It turns out that expansion of coverage of Medicaid for low income Americans increases rather than decreases visits to hospital emergency rooms.
According to just released results of a new study, published in the journal Science, based on 10,000 low income residents in Oregon newly covered by Medicaid, their emergency room visits were 40 percent higher than those with no insurance at all.
It was supposed to be the opposite. Supposedly a big driver of our high expenditures in health care has been due to those without insurance going to emergency rooms.
So get more of these folks covered with government health insurance, they stop going to the emergency room, and we all save money. Right? Wrong.
According to this study, increased ER visits, as result of expanded Medicaid coverage, increased spending by $120 per covered individual.
Several factors could be at work here.
One, it has been widely reported that physicians in private practice avoid Medicaid patients because of low reimbursement rates. So being covered by Medicaid does not necessarily increase the chances of personal care in a private office.
Another factor is appreciation that behavior is driven by cultural experience. Anyone that understands the culture of low-income America knows that these are not communities where health care is associated with private physician visits. It is associated with emergency rooms and hospitals.
It may well be as more lower income individuals get under the Medicaid umbrella, they simply feel even more comfortable doing what they always have done – go to the emergency room.

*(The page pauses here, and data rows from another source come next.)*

use super::{buttons, wire, GenericReport, Stick, WireFrame, REPORT_LEN};

/// Converts the 254 usable stick steps (-127..=127) to nearly the full i16 range.
pub const STICK_SCALE: f32 = 65535.0 / 254.0;

/// Source bit -> (destination byte, destination bit).
const BUTTON_TABLE: [(u32, usize, u8); 14] = [
    (buttons::BACK, wire::BUTTONS_LOW, 5),
    (buttons::LEFT_THUMB, wire::BUTTONS_LOW, 6),
    (buttons::RIGHT_THUMB, wire::BUTTONS_LOW, 7),
    (buttons::START, wire::BUTTONS_LOW, 4),
    (buttons::DPAD_UP, wire::BUTTONS_LOW, 0),
    (buttons::DPAD_DOWN, wire::BUTTONS_LOW, 3),
    (buttons::DPAD_RIGHT, wire::BUTTONS_LOW, 1),
    (buttons::DPAD_LEFT, wire::BUTTONS_LOW, 2),
    (buttons::LEFT_SHOULDER, wire::BUTTONS_HIGH, 0),
    (buttons::RIGHT_SHOULDER, wire::BUTTONS_HIGH, 1),
    (buttons::Y, wire::BUTTONS_HIGH, 7),
    (buttons::B, wire::BUTTONS_HIGH, 5),
    (buttons::A, wire::BUTTONS_HIGH, 4),
    (buttons::X, wire::BUTTONS_HIGH, 6),
];

/// Destination of the guide button.
const GUIDE_BIT: (usize, u8) = (wire::BUTTONS_HIGH, 2);

/// Scales a raw stick byte (center 0x80) to the bus's signed 16-bit range.
///
/// Raw 0 is clamped to -127 so both directions reach the same magnitude.
/// The product is truncated toward zero.
pub fn scale_axis(raw: u8, flip: bool) -> i16 {
    let mut value = raw as i32 - 0x80;
    if value == -128 {
        value = -127;
    }
    if flip {
        value = -value;
    }
    (value as f32 * STICK_SCALE) as i16
}

/// Builds a fresh frame for `slot` from `report`.
pub fn transcode(report: &GenericReport, slot: u8) -> WireFrame {
    let mut frame = WireFrame::default();
    transcode_into(report, slot, &mut frame);
    frame
}

/// Overwrites `frame` in place. Used on the polling hot path.
pub fn transcode_into(report: &GenericReport, slot: u8, frame: &mut WireFrame) {
    let out = &mut frame.0;
    *out = [0; REPORT_LEN];

    out[wire::LENGTH] = wire::LENGTH_VALUE;
    out[wire::SERIAL] = slot;
    out[wire::LAYOUT] = wire::LAYOUT_VALUE;

    let mask = report.buttons();
    for (bit, byte, dest) in BUTTON_TABLE {
        if mask & bit != 0 {
            out[byte] |= 1 << dest;
        }
    }
    // Bit 16 on its own is 0x10000, so this fires whenever guide is held.
    if (mask & buttons::GUIDE) > 16 {
        out[GUIDE_BIT.0] |= 1 << GUIDE_BIT.1;
    }

    out[wire::LEFT_TRIGGER] = report.left_trigger();
    out[wire::RIGHT_TRIGGER] = report.right_trigger();

    for stick in Stick::ALL {
        let value = scale_axis(report.stick(stick), stick.is_vertical());
        let offset = wire::stick_offset(stick);
        out[offset..offset + 2].copy_from_slice(&value.to_le_bytes());
    }
}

If the results of this study provide a reliable snapshot of reality, we now face another huge and costly error in the assumptions that built and brought us Obamacare.
Those who created this law decided on a “fix” for the uninsured who earn too much to qualify for Medicaid but who are too costly to subsidize for private insurance purchased through exchanges. The brilliant decision was to expand qualifications for Medicaid up to those earning 138 percent above poverty.
In order to bribe states to expand their Medicaid programs to cover these individuals, the federal government (translation: we taxpayers) will cover 100 percent of the costs of expansion for three years, and then 90 percent thereafter.
Twenty-five states plus the District of Columbia have agreed to take the bribe.
So far, providing “free” government health care through Medicaid has been attracting far more new enrollees than individuals signing up on the exchanges. Estimates are there almost 2 million new enrollees through the exchanges and about 4 million new enrollees into Medicaid.
The Congressional Budget Office projects the number of enrollees in Medicaid to reach 91 million by 2023. And CBO projects annual growth in expenditures on Medicaid to be 8 percent per year, or more than double the expected growth rate of the American economy.
The bottom line is Medicaid is becoming a back door to get an increasingly large percentage of the American population on a single-payer government health care system and an increasingly large percentage of the American population on welfare.
Given the results of this new study, in all likelihood the costs of all this in dollars is grossly underestimated.
And given my experience studying welfare for 25 plus years, both initially as a recipient of it, and then as a critic of it, the human costs of all this are also grossly underestimated.
Less government would open the door to creative ways to deliver more and better health care, geared to the needs of different individuals. Vouchers for low-income earners solves the problem for these folks to buy insurance.
But if what we want is bigger government, more Americans addicted to it, and growing waste, deficits and debt, we’re on the right track.